DATA TO PROCESS:
##############################
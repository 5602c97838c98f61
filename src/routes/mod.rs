pub mod prediction_routes;
/// ============================================================
///  Solar geometry
///
///   1. Declination   – Cooper (1969): 23.45° · sin(360°·(284+n)/365)
///   2. Hour angle    – 15° per hour from local solar noon
///   3. Elevation     – asin(sinδ·sinφ + cosδ·cosφ·cosω)
///   4. Azimuth       – atan2(sinω, cosω·sinφ − tanδ·cosφ)
///   5. Clear-sky irradiance estimate used by the offline weather reading
/// ============================================================

use chrono::{Datelike, NaiveDateTime, Timelike};

const DEG: f64 = std::f64::consts::PI / 180.0;

/// Sun position in degrees. Elevation ≤ 0 means the sun is below the horizon.
#[derive(Debug, Clone, Copy, PartialEq)]
pub struct SunPosition {
    pub elevation_deg: f64,
    pub azimuth_deg: f64,
}

#[inline]
pub fn declination_deg(day_of_year: f64) -> f64 {
    23.45 * (360.0 * (284.0 + day_of_year) / 365.0 * DEG).sin()
}

/// Sun position for a latitude, day of year (1–366) and local solar hour (0–23).
///
/// Azimuth is measured from the meridian: 0 at solar noon, negative in the
/// morning, positive in the afternoon.
pub fn sun_position(latitude_deg: f64, day_of_year: f64, hour: f64) -> SunPosition {
    let lat = latitude_deg * DEG;
    let decl = declination_deg(day_of_year) * DEG;
    let omega = 15.0 * (hour - 12.0) * DEG;

    let sin_alpha = decl.sin() * lat.sin() + decl.cos() * lat.cos() * omega.cos();
    let elevation = sin_alpha.clamp(-1.0, 1.0).asin();

    let azimuth = omega
        .sin()
        .atan2(omega.cos() * lat.sin() - decl.tan() * lat.cos());

    SunPosition {
        elevation_deg: elevation / DEG,
        azimuth_deg: azimuth / DEG,
    }
}

/// Rough irradiance (W/m²) for a given moment: `1000·sin(elevation)` attenuated
/// by cloud cover and ambient temperature. Zero at night.
pub fn estimate_solar_irradiance(
    temperature_c: f64,
    cloud_cover_pct: f64,
    latitude_deg: f64,
    at: NaiveDateTime,
) -> f64 {
    let sun = sun_position(latitude_deg, at.ordinal() as f64, at.hour() as f64);

    let base = if sun.elevation_deg <= 0.0 {
        0.0
    } else {
        1000.0 * (sun.elevation_deg * DEG).sin()
    };
    let cloud_factor = 1.0 - (cloud_cover_pct / 100.0) * 0.7;
    let temp_factor = 1.0 - (temperature_c - 25.0) * 0.001;

    (base * cloud_factor * temp_factor).max(0.0)
}

#[cfg(test)]
mod tests {
    use super::*;
    use chrono::NaiveDate;

    #[test]
    fn test_equinox_noon_equator() {
        let sun = sun_position(0.0, 80.0, 12.0);
        assert!(
            (sun.elevation_deg - 90.0).abs() < 1.0,
            "Equinox noon on the equator should be ~90°, got {:.2}",
            sun.elevation_deg
        );
    }

    #[test]
    fn test_midnight_below_horizon() {
        let sun = sun_position(45.0, 172.0, 0.0);
        assert!(sun.elevation_deg < 0.0, "got {:.1}", sun.elevation_deg);
    }

    #[test]
    fn test_summer_solstice_turin() {
        // 90 - 45 + 23.45
        let sun = sun_position(45.0, 172.0, 12.0);
        assert!((sun.elevation_deg - 68.45).abs() < 0.5, "got {:.2}", sun.elevation_deg);
        assert!(sun.azimuth_deg.abs() < 1e-9, "noon azimuth should be 0, got {}", sun.azimuth_deg);
    }

    #[test]
    fn test_morning_afternoon_symmetry() {
        let am = sun_position(30.0, 100.0, 9.0);
        let pm = sun_position(30.0, 100.0, 15.0);
        assert!((am.elevation_deg - pm.elevation_deg).abs() < 1e-9);
        assert!((am.azimuth_deg + pm.azimuth_deg).abs() < 1e-9);
        assert!(am.azimuth_deg < 0.0);
    }

    #[test]
    fn test_defined_at_the_poles() {
        for lat in [-90.0, 90.0] {
            for hour in 0..24 {
                let sun = sun_position(lat, 355.0, hour as f64);
                assert!(sun.elevation_deg.is_finite());
                assert!(sun.azimuth_deg.is_finite());
            }
        }
    }

    #[test]
    fn test_irradiance_zero_at_night_and_cloud_attenuated() {
        let night = NaiveDate::from_ymd_opt(2025, 6, 21).unwrap().and_hms_opt(0, 0, 0).unwrap();
        assert_eq!(estimate_solar_irradiance(20.0, 0.0, 45.0, night), 0.0);

        let noon = NaiveDate::from_ymd_opt(2025, 6, 21).unwrap().and_hms_opt(12, 0, 0).unwrap();
        let clear = estimate_solar_irradiance(25.0, 0.0, 45.0, noon);
        let overcast = estimate_solar_irradiance(25.0, 100.0, 45.0, noon);
        assert!(clear > 900.0, "got {:.1}", clear);
        assert!((overcast - clear * 0.3).abs() < 1e-6);
    }
}
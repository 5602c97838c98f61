use serde::{Deserialize, Serialize};

use crate::error::PredictionError;

/// Per-feature standardization: `(x − mean) / std`, population std.
/// A constant column keeps a scale of 1 so it maps to 0 instead of NaN.
#[derive(Debug, Clone, PartialEq, Serialize, Deserialize)]
pub struct StandardScaler {
    mean: Vec<f64>,
    scale: Vec<f64>,
}

impl StandardScaler {
    pub fn fit(rows: &[Vec<f64>]) -> Result<Self, PredictionError> {
        let Some(first) = rows.first() else {
            return Err(PredictionError::Training("cannot fit a scaler on zero rows".to_string()));
        };
        let width = first.len();
        if rows.iter().any(|r| r.len() != width) {
            return Err(PredictionError::Training("ragged feature rows".to_string()));
        }

        let n = rows.len() as f64;
        let mut mean = vec![0.0; width];
        for row in rows {
            for (m, v) in mean.iter_mut().zip(row) {
                *m += v;
            }
        }
        mean.iter_mut().for_each(|m| *m /= n);

        let mut var = vec![0.0; width];
        for row in rows {
            for ((acc, v), m) in var.iter_mut().zip(row).zip(&mean) {
                *acc += (v - m) * (v - m);
            }
        }
        let scale = var
            .into_iter()
            .map(|v| {
                let std = (v / n).sqrt();
                if std > f64::EPSILON { std } else { 1.0 }
            })
            .collect();

        Ok(Self { mean, scale })
    }

    pub fn n_features(&self) -> usize {
        self.mean.len()
    }

    pub fn transform(&self, row: &[f64]) -> Vec<f64> {
        row.iter()
            .zip(self.mean.iter().zip(&self.scale))
            .map(|(v, (m, s))| (v - m) / s)
            .collect()
    }

    pub fn transform_all(&self, rows: &[Vec<f64>]) -> Vec<Vec<f64>> {
        rows.iter().map(|r| self.transform(r)).collect()
    }

    pub fn inverse_transform(&self, row: &[f64]) -> Vec<f64> {
        row.iter()
            .zip(self.mean.iter().zip(&self.scale))
            .map(|(v, (m, s))| v * s + m)
            .collect()
    }
}
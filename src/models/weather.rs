use serde::{Deserialize, Serialize};
use utoipa::ToSchema;

pub const DEFAULT_IRRADIANCE_W_M2: f64 = 0.0;
pub const DEFAULT_TEMPERATURE_C: f64 = 25.0;
pub const DEFAULT_HUMIDITY_PCT: f64 = 50.0;
pub const DEFAULT_WIND_SPEED_M_S: f64 = 5.0;
pub const DEFAULT_CLOUD_COVER_PCT: f64 = 0.0;

/// Weather observation handed to the engine. Any missing field is replaced by
/// its default when features are assembled.
#[derive(Debug, Clone, Default, PartialEq, Serialize, Deserialize, ToSchema)]
pub struct WeatherReading {
    /// Ambient temperature (°C)
    pub temperature: Option<f64>,
    /// Relative humidity (%)
    pub humidity: Option<f64>,
    /// Wind speed (m/s)
    pub wind_speed: Option<f64>,
    /// Cloud cover (%)
    pub cloud_cover: Option<f64>,
    /// Global horizontal irradiance (W/m²)
    pub solar_irradiance: Option<f64>,
    #[serde(default, skip_serializing_if = "Option::is_none")]
    pub description: Option<String>,
    #[serde(default, skip_serializing_if = "Vec::is_empty")]
    pub forecast: Vec<ForecastEntry>,
}

impl WeatherReading {
    pub fn temperature_or_default(&self) -> f64 {
        self.temperature.unwrap_or(DEFAULT_TEMPERATURE_C)
    }

    pub fn humidity_or_default(&self) -> f64 {
        self.humidity.unwrap_or(DEFAULT_HUMIDITY_PCT)
    }

    pub fn wind_speed_or_default(&self) -> f64 {
        self.wind_speed.unwrap_or(DEFAULT_WIND_SPEED_M_S)
    }

    pub fn cloud_cover_or_default(&self) -> f64 {
        self.cloud_cover.unwrap_or(DEFAULT_CLOUD_COVER_PCT)
    }

    pub fn irradiance_or_default(&self) -> f64 {
        self.solar_irradiance.unwrap_or(DEFAULT_IRRADIANCE_W_M2)
    }
}

/// A 3-hourly forecast step. Informational only; the engine ignores it.
#[derive(Debug, Clone, PartialEq, Serialize, Deserialize, ToSchema)]
pub struct ForecastEntry {
    /// Local time, `%Y-%m-%d %H:%M:%S`
    pub datetime: String,
    pub temperature: f64,
    pub humidity: f64,
    pub wind_speed: f64,
    pub cloud_cover: f64,
    pub description: String,
}

// ─── Open-Meteo wire types ────────────────────────────────────────────────────

#[derive(Debug, Deserialize)]
pub struct CurrentWeatherResponse {
    pub current: CurrentData,
}

#[derive(Debug, Deserialize)]
pub struct CurrentData {
    pub temperature_2m: Option<f64>,
    pub relative_humidity_2m: Option<f64>,
    pub wind_speed_10m: Option<f64>,
    pub cloud_cover: Option<f64>,
    pub shortwave_radiation: Option<f64>,
}
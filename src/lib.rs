//! This crate implements the signal processing and channel simulation engine behind a
//! digital-communications teaching tool. It turns bit sequences into sampled baseband waveforms
//! under three line coding schemes, modulates bit sequences onto a carrier under four keying
//! schemes, derives figure-of-merit metrics for a modulation configuration, and simulates signal
//! packets traversing an impaired physical medium while keeping running transmission statistics
//! (error count, bit error rate, signal-to-noise ratio). All results are returned in memory; a
//! separate visualization layer is expected to render them.

#![warn(
    clippy::complexity,
    clippy::pedantic,
    clippy::perf,
    clippy::style,
    clippy::suspicious,
    missing_copy_implementations,
    missing_debug_implementations,
    missing_docs,
    trivial_casts,
    trivial_numeric_casts,
    unused_allocation,
    unused_import_braces,
    unused_qualifications
)]

use thiserror::Error;

pub mod channel;
pub mod encoding;
pub mod generator;
pub mod math;
pub mod medium;
pub mod metrics;
pub mod modulation;
pub mod sim;
pub mod utils;

pub use channel::{ArrivalEvent, ChannelParams, ChannelSimulator, SignalPacket, TransmissionStats};
pub use encoding::{encode, EncodingKind};
pub use medium::{estimate_link, profile, LinkEstimate, MediumKind, MediumProfile};
pub use metrics::{compute_metrics, ModulationMetrics};
pub use modulation::{modulate, IqPoint, ModulationKind, ModulationParams};

/// Custom error type
#[derive(Error, Debug)]
pub enum Error {
    /// Invalid argument error
    #[error("{0}")]
    InvalidArgument(String),
    /// Sequence length mismatch error
    #[error("Expected sequences of equal length (found {0} and {1})")]
    LengthMismatch(usize, usize),
    /// File read/write error
    #[error("{0}")]
    FileReadWrite(#[from] std::io::Error),
    /// Serde read/write error
    #[error("{0}")]
    SerdeReadWrite(#[from] serde_json::Error),
}

/// Enumeration of binary symbol values
#[derive(Clone, Eq, PartialEq, Debug, Copy)]
pub enum Bit {
    /// Binary symbol `0`
    Zero = 0,
    /// Binary symbol `1`
    One = 1,
}

/// Sampled waveform as paired time and amplitude sequences
///
/// The two sequences always have equal lengths: the sample at `time()[i]` seconds has amplitude
/// `amplitude()[i]`. Waveforms are produced fresh by each encode/modulate call, owned by the
/// caller, and never mutated by this crate once returned.
#[derive(Clone, PartialEq, Debug, Default)]
pub struct Waveform {
    /// Sample instants (seconds, strictly increasing)
    time: Vec<f64>,
    /// Sample amplitudes (unitless)
    amplitude: Vec<f64>,
}

impl Waveform {
    /// Returns waveform holding the given time and amplitude sequences.
    ///
    /// # Parameters
    ///
    /// - `time`: Sample instants (seconds).
    ///
    /// - `amplitude`: Sample amplitudes.
    ///
    /// # Errors
    ///
    /// Returns an error if the two sequences have different lengths.
    ///
    /// # Examples
    ///
    /// ```
    /// use commsim::Waveform;
    ///
    /// let waveform = Waveform::new(vec![0.0, 0.5, 1.0], vec![1.0, -1.0, 1.0])?;
    /// assert_eq!(waveform.len(), 3);
    /// # Ok::<(), Box<dyn std::error::Error>>(())
    /// ```
    pub fn new(time: Vec<f64>, amplitude: Vec<f64>) -> Result<Self, Error> {
        if time.len() == amplitude.len() {
            Ok(Self { time, amplitude })
        } else {
            Err(Error::LengthMismatch(time.len(), amplitude.len()))
        }
    }

    /// Returns waveform from sequences known to have equal lengths.
    pub(crate) fn from_parts(time: Vec<f64>, amplitude: Vec<f64>) -> Self {
        debug_assert_eq!(time.len(), amplitude.len());
        Self { time, amplitude }
    }

    /// Returns the sample instants (seconds).
    #[must_use]
    pub fn time(&self) -> &[f64] {
        &self.time
    }

    /// Returns the sample amplitudes.
    #[must_use]
    pub fn amplitude(&self) -> &[f64] {
        &self.amplitude
    }

    /// Returns the number of samples.
    #[must_use]
    pub fn len(&self) -> usize {
        self.time.len()
    }

    /// Returns `true` if the waveform holds no samples.
    #[must_use]
    pub fn is_empty(&self) -> bool {
        self.time.is_empty()
    }

    /// Consumes the waveform and returns its time and amplitude sequences.
    #[must_use]
    pub fn into_parts(self) -> (Vec<f64>, Vec<f64>) {
        (self.time, self.amplitude)
    }

    /// Returns a copy decimated to at most `max_points` samples.
    ///
    /// Samples are kept at a fixed stride so the overall shape survives; a waveform that already
    /// fits is returned unchanged. A `max_points` of `0` yields an empty waveform.
    #[must_use]
    pub fn downsample(&self, max_points: usize) -> Self {
        if max_points == 0 {
            return Self::default();
        }
        if self.len() <= max_points {
            return self.clone();
        }
        let step = self.len() / max_points;
        let time = self.time.iter().copied().step_by(step).collect();
        let amplitude = self.amplitude.iter().copied().step_by(step).collect();
        Self::from_parts(time, amplitude)
    }
}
##############################
Look over the listing above. Pick out and copy every line that includes "usize".

EXERCISE RESPONSE:
    pub fn n_features(&self) -> usize {
    LengthMismatch(usize, usize),
    pub fn len(&self) -> usize {
    pub fn downsample(&self, max_points: usize) -> Self {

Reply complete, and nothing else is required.